After graduating with a degree in computer science from the University of Michigan, Meier took a job with General Instrument Corporation in Maryland. Computer games were just a hobby, something he toyed with in his spare time, until he caught the attention of his coworker Bill Stealey at a trade show in Las Vegas.
"Sid and I had been sitting through two days of sales meetings, and he whispered to me, 'Hey, Bill, I know where there's a game room,'" Stealey, a former pilot, remembers. "There was a flying game. I said, 'OK Mario, I bet you a quarter I can beat you at this one.' I sat down and scored 75,000 points. He watched, sat down, and scored 150,000 points." Meier had cracked the game's algorithms as Stealey played. Not long afterward, the two left General Instrument Corporation to form MicroProse, a computer-game company, in 1982.
Meier quickly made a name for himself at MicroProse with flight simulators and a popular 1987 game called Sid Meier's Pirates!. But it was not until Railroad Tycoon that he hit upon the game-design philosophy he would perfect in Civilization. "A few simple systems interacting to create an interesting and complex design," as he puts it.
Civilization layered several basic systems—technology, economy, and military—to create a surprisingly deep game. Games are, in Meier's oft-quoted definition, "a series of interesting choices," but most videogames only require their player to essentially survive as he guides an avatar from plot point to plot point. In Civilization, the player dreamed up an entirely new world every time he played, as he experimented with different strategies—a warmongering Ghandi, say, or (in one of the sequels) a German empire with a Jewish state religion.
The game's enormous scope was made manageable by its structure. "Time is a critical element in games, and one of the characteristics of Civilization is you have as much time as you want to think about things," Meier explains. Say you're playing Civilization IV. Without hitting pause, you can begin building a granary in your capital, declare war on your neighbor, convert your civilization to Confucianism, change your mind about the granary and order a barracks instead, read 50 pages of Paul Kennedy's The Rise and Fall of the Great Powers, walk the dog, take a nap, and wake up to find the game exactly as you left it. A player queues up actions and then hits a button to execute those actions all at once. One such sequence constitutes a turn. Acquiring a technology like pottery for your civilization might take six turns, while a world wonder like the Great Pyramids could take 20 turns to build. A typical game consists of 500 turns.
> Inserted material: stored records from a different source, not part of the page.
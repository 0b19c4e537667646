//! LLM Client
//!
//! Integrates with OpenAI-compatible chat completion APIs to assess the
//! engagement quality of extracted content.

use postlens_models::{clamp_score, truncate_chars, AnalysisResult};
use postlens_utils::{validate_model, LlmConfig, PostlensError, PostlensResult};
use reqwest::Client;
use serde::{Deserialize, Serialize};
use std::time::Duration;

const SERVICE_NAME: &str = "LLM";

/// Only this many characters of content are sent to the model.
pub const PROMPT_CONTENT_CHARS: usize = 2000;

/// Chat completion client for engagement analysis
pub struct LlmClient {
    client: Client,
    api_url: String,
    api_key: String,
    model: String,
    max_tokens: u32,
    temperature: f32,
}

impl LlmClient {
    /// Build a client from configuration. Returns `Ok(None)` when no API key is set.
    pub fn from_config(config: &LlmConfig) -> PostlensResult<Option<Self>> {
        let Some(api_key) = config.api_key.clone() else {
            return Ok(None);
        };

        let client = Client::builder()
            .timeout(Duration::from_secs(config.timeout_seconds))
            .build()
            .map_err(|e| PostlensError::configuration(format!("Failed to create HTTP client: {}", e)))?;

        Ok(Some(Self {
            client,
            api_url: config.api_url.trim_end_matches('/').to_string(),
            api_key,
            model: config.model.clone(),
            max_tokens: config.max_tokens,
            temperature: config.temperature,
        }))
    }

    pub fn model(&self) -> &str {
        &self.model
    }

    /// Ask the model for an engagement assessment of `content`.
    pub async fn analyze_engagement(&self, content: &str) -> PostlensResult<AnalysisResult> {
        let request = ChatRequest {
            model: self.model.clone(),
            messages: vec![
                ChatMessage {
                    role: "system".to_string(),
                    content: SYSTEM_PROMPT.to_string(),
                },
                ChatMessage {
                    role: "user".to_string(),
                    content: build_prompt(content),
                },
            ],
            max_tokens: self.max_tokens,
            temperature: self.temperature,
        };

        let response = self
            .client
            .post(format!("{}/chat/completions", self.api_url))
            .bearer_auth(&self.api_key)
            .json(&request)
            .send()
            .await?;

        if !response.status().is_success() {
            let status = response.status();
            let error_text = response.text().await.unwrap_or_default();
            return Err(PostlensError::external_service(
                SERVICE_NAME,
                format!("{}: {}", status, error_text),
            ));
        }

        let result: ChatResponse = response.json().await?;

        let content = result
            .choices
            .first()
            .map(|c| c.message.content.as_str())
            .ok_or_else(|| PostlensError::external_service(SERVICE_NAME, "No response content"))?;

        parse_assessment(content)
    }
}

/// Build the user prompt around the first [`PROMPT_CONTENT_CHARS`] characters.
pub fn build_prompt(content: &str) -> String {
    format!(
        r#"Analyze the following social media content and provide specific engagement improvement suggestions.

Content:
{}

Provide:
1. Overall engagement score (1-10)
2. Three specific suggestions to improve engagement
3. Tone analysis (e.g., professional, casual, enthusiastic)
4. Key strengths and weaknesses

Format your response as JSON with keys: score, suggestions (array), tone, strengths (array), weaknesses (array)"#,
        truncate_chars(content, PROMPT_CONTENT_CHARS)
    )
}

/// Parse the model's reply strictly as the JSON assessment object.
pub fn parse_assessment(content: &str) -> PostlensResult<AnalysisResult> {
    let assessment: ModelAssessment = serde_json::from_str(content.trim())?;
    let analysis = AnalysisResult::from(assessment);

    validate_model(&analysis)
        .map_err(|e| PostlensError::external_service(SERVICE_NAME, e.to_string()))?;

    Ok(analysis)
}

/// Assessment as the model writes it; scores may arrive as floats.
#[derive(Debug, Deserialize)]
struct ModelAssessment {
    score: f64,
    suggestions: Vec<String>,
    tone: String,
    strengths: Vec<String>,
    weaknesses: Vec<String>,
}

impl From<ModelAssessment> for AnalysisResult {
    fn from(assessment: ModelAssessment) -> Self {
        Self {
            score: clamp_score(assessment.score.round() as i64),
            suggestions: assessment.suggestions,
            tone: assessment.tone,
            strengths: assessment.strengths,
            weaknesses: assessment.weaknesses,
        }
    }
}

/// Chat completion request
#[derive(Debug, Serialize)]
struct ChatRequest {
    model: String,
    messages: Vec<ChatMessage>,
    max_tokens: u32,
    temperature: f32,
}

#[derive(Debug, Serialize)]
struct ChatMessage {
    role: String,
    content: String,
}

/// Chat completion response
#[derive(Debug, Deserialize)]
struct ChatResponse {
    choices: Vec<ChatChoice>,
}

#[derive(Debug, Deserialize)]
struct ChatChoice {
    message: ChatChoiceMessage,
}

#[derive(Debug, Deserialize)]
struct ChatChoiceMessage {
    content: String,
}

const SYSTEM_PROMPT: &str =
    "You are a social media expert analyzing content for engagement optimization.";
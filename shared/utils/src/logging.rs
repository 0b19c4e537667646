use anyhow::Result;
use std::fs::OpenOptions;
use std::sync::Mutex;
use tracing_subscriber::{
    fmt::{self, format::FmtSpan, writer::BoxMakeWriter},
    layer::SubscriberExt,
    util::SubscriberInitExt,
    EnvFilter,
};

use crate::config::LoggingConfig;

/// Install the global subscriber. `RUST_LOG` wins over `logging.level`.
pub fn init_logging(config: &LoggingConfig) -> Result<()> {
    let env_filter = EnvFilter::try_from_default_env()
        .or_else(|_| EnvFilter::try_new(&config.level))
        .unwrap_or_else(|_| EnvFilter::new("info"));

    let (writer, ansi) = log_writer(config.file_path.as_deref())?;
    let fmt_layer = fmt::layer()
        .with_span_events(FmtSpan::CLOSE)
        .with_thread_ids(true)
        .with_ansi(ansi)
        .with_writer(writer);

    let registry = tracing_subscriber::registry().with(env_filter);
    if config.format == "json" {
        registry.with(fmt_layer.json()).try_init()?;
    } else {
        registry.with(fmt_layer).try_init()?;
    }

    tracing::info!(level = %config.level, format = %config.format, "Logging initialized");
    Ok(())
}

/// Stdout, or the log file opened for append. Colour codes only go to stdout.
fn log_writer(file_path: Option<&str>) -> Result<(BoxMakeWriter, bool)> {
    match file_path {
        Some(path) => {
            let file = OpenOptions::new().create(true).append(true).open(path)?;
            Ok((BoxMakeWriter::new(Mutex::new(file)), false))
        }
        None => Ok((BoxMakeWriter::new(std::io::stdout), true)),
    }
}
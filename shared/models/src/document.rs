//! Uploaded document and extraction models.

use serde::{Deserialize, Serialize};

/// Extensions accepted for upload, in the order they are reported to clients.
pub const SUPPORTED_EXTENSIONS: [&str; 7] = ["pdf", "png", "jpg", "jpeg", "gif", "bmp", "tiff"];

/// How text is pulled out of an upload.
#[derive(Debug, Clone, Copy, PartialEq, Eq, Serialize, Deserialize)]
#[serde(rename_all = "lowercase")]
pub enum FileKind {
    Pdf,
    Image,
}

impl FileKind {
    /// Classify a bare extension (without the dot), ignoring case.
    pub fn from_extension(extension: &str) -> Option<Self> {
        let extension = extension.to_ascii_lowercase();
        if !SUPPORTED_EXTENSIONS.contains(&extension.as_str()) {
            return None;
        }

        if extension == "pdf" {
            Some(Self::Pdf)
        } else {
            Some(Self::Image)
        }
    }

    /// Classify a filename by the text after its last `.`.
    pub fn from_filename(filename: &str) -> Option<Self> {
        let (_, extension) = filename.rsplit_once('.')?;
        Self::from_extension(extension)
    }

    pub fn as_str(&self) -> &'static str {
        match self {
            Self::Pdf => "pdf",
            Self::Image => "image",
        }
    }
}

/// A file received on the analyze endpoint, before it touches disk.
#[derive(Debug, Clone)]
pub struct UploadedFile {
    pub filename: String,
    pub kind: FileKind,
    pub data: Vec<u8>,
}

impl UploadedFile {
    /// Returns `None` when the filename carries no supported extension.
    pub fn new(filename: impl Into<String>, data: Vec<u8>) -> Option<Self> {
        let filename = filename.into();
        let kind = FileKind::from_filename(&filename)?;
        Some(Self {
            filename,
            kind,
            data,
        })
    }

    pub fn size_bytes(&self) -> usize {
        self.data.len()
    }
}

/// Text pulled from a document plus the metrics reported alongside it.
#[derive(Debug, Clone, PartialEq, Eq, Serialize, Deserialize)]
pub struct ExtractionResult {
    pub text: String,
    pub char_count: usize,
    pub word_count: usize,
}

impl ExtractionResult {
    pub fn new(text: impl Into<String>) -> Self {
        let text = text.into();
        Self {
            char_count: char_count(&text),
            word_count: word_count(&text),
            text,
        }
    }

    /// True when the trimmed text holds at least `min_chars` characters.
    pub fn has_min_text(&self, min_chars: usize) -> bool {
        char_count(self.text.trim()) >= min_chars
    }

    /// The first `max_chars` characters of the text.
    pub fn preview(&self, max_chars: usize) -> String {
        truncate_chars(&self.text, max_chars).to_string()
    }
}

/// Number of whitespace-delimited tokens.
pub fn word_count(text: &str) -> usize {
    text.split_whitespace().count()
}

/// Length in characters, not bytes.
pub fn char_count(text: &str) -> usize {
    text.chars().count()
}

/// Cut `text` to at most `max_chars` characters without splitting a code point.
pub fn truncate_chars(text: &str, max_chars: usize) -> &str {
    match text.char_indices().nth(max_chars) {
        Some((idx, _)) => &text[..idx],
        None => text,
    }
}
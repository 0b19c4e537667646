//! Document Extraction Service
//!
//! Dispatches a persisted upload to the PDF processor or the OCR engine.

use postlens_models::{ExtractionResult, FileKind};
use postlens_utils::{OcrConfig, PostlensError, PostlensResult};
use std::path::Path;
use tracing::info;

use crate::ocr::OcrEngine;
use crate::pdf_processor::PdfProcessor;

/// Below this many trimmed characters an upload is treated as textless.
pub const MIN_EXTRACTED_CHARS: usize = 10;

/// Document extractor service
pub struct DocumentExtractor {
    pdf_processor: PdfProcessor,
    ocr_engine: OcrEngine,
}

impl DocumentExtractor {
    pub fn new(ocr_config: OcrConfig) -> Self {
        Self {
            pdf_processor: PdfProcessor::new(),
            ocr_engine: OcrEngine::new(ocr_config),
        }
    }

    /// Extract text from a file on disk. Blocking; run it off the async runtime.
    pub fn extract(&self, path: &Path, kind: FileKind) -> PostlensResult<ExtractionResult> {
        let text = match kind {
            FileKind::Pdf => {
                let content = self.pdf_processor.extract_file(path)?;
                info!(pages = content.page_count(), "Extracted PDF text");
                content.text
            }
            FileKind::Image => self.ocr_engine.extract_file(path)?,
        };

        ensure_min_text(ExtractionResult::new(text))
    }
}

impl Default for DocumentExtractor {
    fn default() -> Self {
        Self::new(OcrConfig::default())
    }
}

/// Reject extractions too short to be worth analyzing.
pub fn ensure_min_text(extraction: ExtractionResult) -> PostlensResult<ExtractionResult> {
    if extraction.has_min_text(MIN_EXTRACTED_CHARS) {
        Ok(extraction)
    } else {
        Err(PostlensError::extraction(
            "No text could be extracted from the file",
        ))
    }
}

#[cfg(test)]
mod tests {
    use super::*;

    #[test]
    fn test_ensure_min_text_boundary() {
        let ok = ensure_min_text(ExtractionResult::new("0123456789")).unwrap();
        assert_eq!(ok.char_count, 10);

        let err = ensure_min_text(ExtractionResult::new("012345678")).unwrap_err();
        assert_eq!(err.to_string(), "No text could be extracted from the file");
        assert_eq!(err.http_status_code(), 400);
    }

    #[test]
    fn test_ensure_min_text_ignores_padding() {
        assert!(ensure_min_text(ExtractionResult::new("   \n\t  abc   \n ")).is_err());
        assert!(ensure_min_text(ExtractionResult::new("")).is_err());
    }

    #[test]
    fn test_extract_dispatches_on_kind() {
        let dir = tempfile::tempdir().unwrap();
        let path = dir.path().join("upload.bin");
        std::fs::write(&path, b"neither a pdf nor an image").unwrap();

        let extractor = DocumentExtractor::default();

        let pdf_err = extractor.extract(&path, FileKind::Pdf).unwrap_err();
        assert!(pdf_err.to_string().contains("from PDF"));

        let image_err = extractor.extract(&path, FileKind::Image).unwrap_err();
        assert!(image_err.to_string().contains("from image"));
    }
}
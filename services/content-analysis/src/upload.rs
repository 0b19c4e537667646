//! Temporary upload storage
//!
//! Each request writes its file under a unique name in the upload directory
//! and holds a [`TempUpload`] guard; dropping the guard removes the file, so
//! every exit path of the handler cleans up after itself.

use postlens_models::UploadedFile;
use postlens_utils::{secure_filename, PostlensResult};
use std::path::{Path, PathBuf};
use tracing::{debug, warn};
use uuid::Uuid;

#[derive(Debug)]
pub struct TempUpload {
    path: PathBuf,
}

impl TempUpload {
    /// Write the upload to `dir` under `{uuid}_{sanitized filename}`.
    pub async fn persist(dir: &Path, upload: &UploadedFile) -> PostlensResult<Self> {
        // Guard first, so a failed or partial write is still removed.
        let guard = Self {
            path: dir.join(storage_name(&upload.filename)),
        };
        tokio::fs::write(&guard.path, &upload.data).await?;

        debug!(
            path = %guard.path.display(),
            size_bytes = upload.size_bytes(),
            "Persisted upload"
        );
        Ok(guard)
    }

    pub fn path(&self) -> &Path {
        &self.path
    }
}

impl Drop for TempUpload {
    fn drop(&mut self) {
        match std::fs::remove_file(&self.path) {
            Ok(()) => debug!(path = %self.path.display(), "Removed upload"),
            Err(e) if e.kind() == std::io::ErrorKind::NotFound => {}
            Err(e) => warn!(path = %self.path.display(), error = %e, "Failed to remove upload"),
        }
    }
}

/// Unique on-disk name for an upload.
pub fn storage_name(original: &str) -> String {
    format!("{}_{}", Uuid::new_v4(), secure_filename(original))
}
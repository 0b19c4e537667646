//! PDF Processor
//!
//! Extracts page text from PDF documents.

use postlens_utils::{PostlensError, PostlensResult};
use std::panic::{catch_unwind, AssertUnwindSafe};
use std::path::Path;

/// PDF processing result
#[derive(Debug, Clone)]
pub struct PdfContent {
    pub text: String,
    pub pages: Vec<PageContent>,
}

/// Single page content
#[derive(Debug, Clone, PartialEq, Eq)]
pub struct PageContent {
    pub page_number: usize,
    pub text: String,
}

impl PdfContent {
    pub fn page_count(&self) -> usize {
        self.pages.len()
    }
}

/// PDF processor
pub struct PdfProcessor;

impl PdfProcessor {
    pub fn new() -> Self {
        Self
    }

    /// Extract content from a PDF on disk
    pub fn extract_file(&self, path: &Path) -> PostlensResult<PdfContent> {
        let data = std::fs::read(path)?;
        self.extract(&data)
    }

    /// Extract content from PDF bytes, page by page in document order
    pub fn extract(&self, data: &[u8]) -> PostlensResult<PdfContent> {
        // pdf_extract can panic on malformed input
        let result = catch_unwind(AssertUnwindSafe(|| {
            pdf_extract::extract_text_from_mem_by_pages(data)
        }));

        let page_texts = match result {
            Ok(Ok(pages)) => pages,
            Ok(Err(e)) => return Err(pdf_error(e)),
            Err(_) => return Err(pdf_error("malformed PDF")),
        };

        let pages: Vec<PageContent> = page_texts
            .into_iter()
            .enumerate()
            .map(|(index, text)| PageContent {
                page_number: index + 1,
                text,
            })
            .collect();

        Ok(PdfContent {
            text: join_pages(&pages),
            pages,
        })
    }
}

impl Default for PdfProcessor {
    fn default() -> Self {
        Self::new()
    }
}

/// Each page followed by a newline, with the outer whitespace trimmed.
pub fn join_pages(pages: &[PageContent]) -> String {
    let mut text = String::new();
    for page in pages {
        text.push_str(&page.text);
        text.push('\n');
    }
    text.trim().to_string()
}

fn pdf_error(cause: impl std::fmt::Display) -> PostlensError {
    PostlensError::extraction(format!("Error extracting text from PDF: {}", cause))
}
"This is the heritage of board gaming that Sid has brought into the electronic arena," says Sim City designer Will Wright, who calls Meier the "master of turn-based gaming." The turn-based structure lent Civilization an intellectual flavor, as players crafted long-term strategies rather than thumb-jamming in response to whatever appeared on screen. "I want the player to be living in the future of the game, to be thinking what's going to happen next," Meier says. "The game is really happening in their head, as opposed to on the screen."
...but the revelatory aspect of his games is how interested they get boys in military history.